United States Court of Appeals for the Fifth Circuit United States Court of Appeals Fifth Circuit

FILED September 30, 2020 No. 20-40643 Lyle W. Cayce Clerk

Texas Alliance for Retired Americans; Sylvia Bruni; DSCC; DCCC,

Plaintiffs—Appellees,

versus

Ruth Hughs, in her official capacity as the Texas Secretary of State,

Defendant—Appellant.

Appeal from the United States District Court for the Southern District of Texas USDC No. 5:20-CV-128

Before Clement, Elrod, and Haynes, Circuit Judges. Per Curiam: Early voting in Texas begins on October 13. On September 25—just eighteen days before early voting begins—the district court enjoined enforcement of Texas House Bill 25 (HB 25), which eliminates straight-ticket voting. Applying the factors for ruling on a stay and observing the Supreme Court’s repeated emphasis that courts should not alter election rules on the Case: 20-40643 Document: 00515585161 Page: 2 Date Filed: 09/30/2020

No. 20-40643

eve of an election, we STAY the district court’s preliminary injunction pending appeal.

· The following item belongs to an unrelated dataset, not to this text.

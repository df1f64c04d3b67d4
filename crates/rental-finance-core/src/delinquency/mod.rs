pub mod fees;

I. HB 25 was signed into law on June 1, 2017, and its elimination of straight-ticket voting became effective on September 1, 2020. On March 5, 2020, Plaintiffs Bruni, DSCC, DCC, along with the Texas Democratic Party (TDP) and Jessica Tiedt, a candidate for the Texas State House of Representatives, filed their original lawsuit challenging HB 25 as unconstitutional and in violation of the Voting Rights Act. The district court dismissed the suit for lack of standing on June 24, 2020, and Plaintiffs did not file an appeal. Fifty days passed. Then, on August 12, 2020, Plaintiffs dropped Tiedt and TDP as parties, added the Texas Alliance for Retired Americans, and filed a new lawsuit alleging the same claims. Based on the parties’ briefs, the district court entered its order enjoining enforcement of HB 25. The district court ordered the Texas Secretary of State (the Secretary) to implement the laws that were in force before HB 25 was enacted in 2017 in time for the upcoming election. In granting the preliminary injunction, the district court held that the plaintiffs were likely to succeed on the merits for their claim that HB 25 places an undue burden on Texans’ right to vote and their right to associate under the First and Fourteenth Amendments to the United States Constitution. On September 28, 2020, the Secretary filed an emergency motion for stay pending appeal.

II. A stay pending appeal “simply suspend[s] judicial alteration of the status quo,” so as to allow appellate courts to bring “considered judgment”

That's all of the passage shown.